Li há uns tempos no livro Prisioneiros da geografia, de Tim Marshall, que historicamente a Rússia apenas respeita o poder militar, e se existe algo que não respeita em absoluto é a ausência desse mesmo poder. A Rússia continua a seguir as recomendações de Maquiavel, preferindo ser respeitada pelo medo. Os mais crédulos na pureza dos princípios que sustentam o direito internacional poderão ficar chocados, mas o mais forte, sempre que entender levantar a voz, será ouvido.
Do ponto de vista operacional o objectivo desta ofensiva não irá muito além da substituição do governo ucraniano por outro que siga as instruções de Moscovo. Não me surpreenderia que daqui a pouco tempo, a demissão do governo de Zelensky seja a condição exigida para o fim das hostilidades e não vejo como será possível resistir a tal pressão. No momento seguinte a Ucrânia ficará numa situação comparável à da Bielorrússia, ou seja passará a ser um estado fantoche de Moscovo.
Em 2008 tiveram lugar na Geórgia operações não muito diferentes destas, e se notarmos que o então presidente georgiano Mikheil Saakashvili é hoje um preso político no seu país, entenderemos mais facilmente um dos próximos dilemas de Zelensky.
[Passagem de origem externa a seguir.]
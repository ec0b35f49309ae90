// Copyright (c) reifydb.com 2025
// This file is licensed under the AGPL-3.0-or-later

//! String and binary data edge case tests for the row encoding system.

use reifydb_core::row::{RowLayout, encode, RowView};
use reifydb_core::schema::{FieldDef, RowDef};
use reifydb_type::{Type, Value};

const MAX: usize = 8 * 1024 * 1024;

#[test]
fn utf8_special_sequences_round_trip() {
	let layout = RowLayout::new(RowDef::new(1, vec![FieldDef::variable(Type::Utf8, 32_768)]));
	let test_strings = [
		"",
		"a",
		"α",
		"中",
		"𝄞",
		"\0",
		"a\0b",
		"\n\r\t",
		"🎭🎨🎪",
		"\u{FEFF}",
		"a\u{0301}",
		&"x".repeat(10_000),
	];

	for test_str in test_strings {
		let buf = encode(&layout, &[Value::Utf8(test_str.to_string())], MAX).unwrap();
		let view = RowView::parse(&layout, &buf, MAX).unwrap();
		assert_eq!(view.get_utf8(0), test_str, "failed for string: {test_str:?}");
	}
}

#[test]
fn blob_preserves_arbitrary_bytes_including_invalid_utf8() {
	let layout = RowLayout::new(RowDef::new(1, vec![FieldDef::variable(Type::Blob, 256)]));
	let payloads: [&[u8]; 3] = [&[], &[0xff, 0xfe, 0x00, 0x80], &[0u8; 255]];
	for payload in payloads {
		let buf = encode(&layout, &[Value::Blob(payload.to_vec())], MAX).unwrap();
		let view = RowView::parse(&layout, &buf, MAX).unwrap();
		assert_eq!(view.get_blob(0), payload);
	}
}

#[test]
fn empty_and_undefined_variable_fields_are_distinct() {
	let layout = RowLayout::new(RowDef::new(1, vec![FieldDef::variable(Type::Utf8, 16)]));

	let empty = encode(&layout, &[Value::Utf8(String::new())], MAX).unwrap();
	let undefined = encode(&layout, &[Value::Undefined], MAX).unwrap();

	let empty_view = RowView::parse(&layout, &empty, MAX).unwrap();
	let undefined_view = RowView::parse(&layout, &undefined, MAX).unwrap();

	assert!(empty_view.is_defined(0));
	assert_eq!(empty_view.get_utf8(0), "");
	assert!(!undefined_view.is_defined(0));
}
// Copyright (c) reifydb.com 2025
// This file is licensed under the AGPL-3.0-or-later

use thiserror::Error;

/// Engine-level errors. Every row-codec or cursor-protocol failure is
/// wrapped from [`reifydb_core::Error`] rather than re-declared, so a
/// caller matching on `reifydb_core::Error` variants still works after it
/// bubbles up through an operator.
#[derive(Debug, Error)]
pub enum Error {
	#[error(transparent)]
	Core(#[from] reifydb_core::Error),

	/// An operator was asked to build a tree it cannot make sense of,
	/// e.g. a projection that names a field index past the input
	/// schema's field count. Distinct from a runtime `Error::Core`
	/// because it is a construction-time mistake, not a data-dependent
	/// failure.
	#[error("invalid operator configuration: {0}")]
	InvalidPlan(String),
}

pub type Result<T> = std::result::Result<T, Error>;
É certo que as sanções internacionais irão causar dores à economia russa, mas como só se dança tango a dois, essas mesmas sanções serão prejudiciais para os seus parceiros económicos onde se incluem muitas empresas europeias. As sanções um dia acabarão por ser levantadas e com o passar do tempo tudo regressará ao business as usual. A maior diferença a médio prazo será o fim da democracia na Ucrânia, que mesmo com algumas limitações tem funcionado.
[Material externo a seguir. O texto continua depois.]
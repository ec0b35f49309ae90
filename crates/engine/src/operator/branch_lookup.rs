// Copyright (c) reifydb.com 2025
// This file is licensed under the AGPL-3.0-or-later

use reifydb_core::{Adapter, Cursor, Next, Result};
use reifydb_type::HKey;

use super::flatten::HKeyedCursor;

/// Walks `tables` level by level below `root`, using `Adapter::branch_lookup`
/// (direct children only) at each level to assemble the full subtree, then
/// sorts the result into hkey order. `tables` lists the branch's nesting
/// chain, shallowest first — `Adapter::branch_lookup` itself only ever sees
/// one level at a time, so the recursive descent lives here rather than in
/// the adapter contract.
fn collect_branch<A: Adapter>(adapter: &A, root: &HKey, tables: &[u64]) -> Result<Vec<(HKey, Vec<u8>)>> {
	let mut frontier = vec![root.clone()];
	let mut collected = Vec::new();
	for &table in tables {
		let mut next_frontier = Vec::new();
		for hkey in &frontier {
			for item in adapter.branch_lookup(hkey, table)? {
				let (child_hkey, row) = item?;
				next_frontier.push(child_hkey.clone());
				collected.push((child_hkey, row));
			}
		}
		frontier = next_frontier;
	}
	collected.sort_by(|a, b| a.0.cmp(&b.0));
	Ok(collected)
}

/// `branchLookup_Default(input, group, tables)`: like `ancestorLookup`, but
/// for each input row emits the entire subtree rooted at that row's hkey
/// (every descendant across `tables`, the branch's nesting chain), in hkey
/// order within the branch.
pub struct BranchLookup<'a, C, A: Adapter> {
	child: C,
	adapter: &'a A,
	tables: Vec<u64>,
	pending: Option<std::vec::IntoIter<(HKey, Vec<u8>)>>,
	current_hkey: Option<HKey>,
}

impl<'a, C: Cursor + HKeyedCursor, A: Adapter> BranchLookup<'a, C, A> {
	pub fn new(child: C, adapter: &'a A, tables: Vec<u64>) -> Self {
		BranchLookup { child, adapter, tables, pending: None, current_hkey: None }
	}
}

impl<'a, C: Cursor + HKeyedCursor, A: Adapter> Cursor for BranchLookup<'a, C, A> {
	fn open(&mut self) -> Result<()> {
		self.child.open()
	}

	#[tracing::instrument(level = "trace", skip(self))]
	fn next(&mut self) -> Result<Next> {
		loop {
			if let Some(pending) = self.pending.as_mut() {
				if let Some((hkey, row)) = pending.next() {
					self.current_hkey = Some(hkey);
					return Ok(Next::Row(row));
				}
				self.pending = None;
			}

			match self.child.next()? {
				Next::Row(_) => {
					let root = self.child.current_hkey();
					let branch = collect_branch(self.adapter, &root, &self.tables)?;
					self.pending = Some(branch.into_iter());
				}
				Next::End => return Ok(Next::End),
			}
		}
	}

	fn close(&mut self) -> Result<()> {
		self.child.close()
	}
}

impl<'a, C: Cursor + HKeyedCursor, A: Adapter> HKeyedCursor for BranchLookup<'a, C, A> {
	fn current_hkey(&self) -> HKey {
		self.current_hkey.clone().expect("current_hkey called before the first successful next()")
	}
}

/// `branchLookup_Nested(group, tables, hKeyBindingPosition)`: the
/// correlated-subquery form, built fresh per outer row by
/// `map_NestedLoops`'s `make_inner`, given the root hkey directly rather
/// than reading it off a piped child cursor.
pub struct BranchLookupNested<'a, A: Adapter> {
	adapter: &'a A,
	root: HKey,
	tables: Vec<u64>,
	rows: Option<std::vec::IntoIter<Vec<u8>>>,
}

impl<'a, A: Adapter> BranchLookupNested<'a, A> {
	pub fn new(adapter: &'a A, root: HKey, tables: Vec<u64>) -> Self {
		BranchLookupNested { adapter, root, tables, rows: None }
	}
}

impl<'a, A: Adapter> Cursor for BranchLookupNested<'a, A> {
	fn open(&mut self) -> Result<()> {
		let branch = collect_branch(self.adapter, &self.root, &self.tables)?;
		self.rows = Some(branch.into_iter().map(|(_, row)| row).collect::<Vec<_>>().into_iter());
		Ok(())
	}

	fn next(&mut self) -> Result<Next> {
		let rows = self.rows.as_mut().expect("open must be called before next");
		match rows.next() {
			Some(row) => Ok(Next::Row(row)),
			None => Ok(Next::End),
		}
	}

	fn close(&mut self) -> Result<()> {
		self.rows = None;
		Ok(())
	}
}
Olhando para o futuro próximo, recomendo este podcast da TSF. Nesta entrevista o eurodeputado Paulo Rangel fala sobre os mais recentes desenvolvimentos nos Balcãs, sobre a sempre frágil situação da Bósnia-Herzegovina e de como a influência russa sobre a República Srpska, desta federação, pode alimentar mais um factor de turbulência às portas da EU.
Sem dúvida que vivemos tempos interessantes.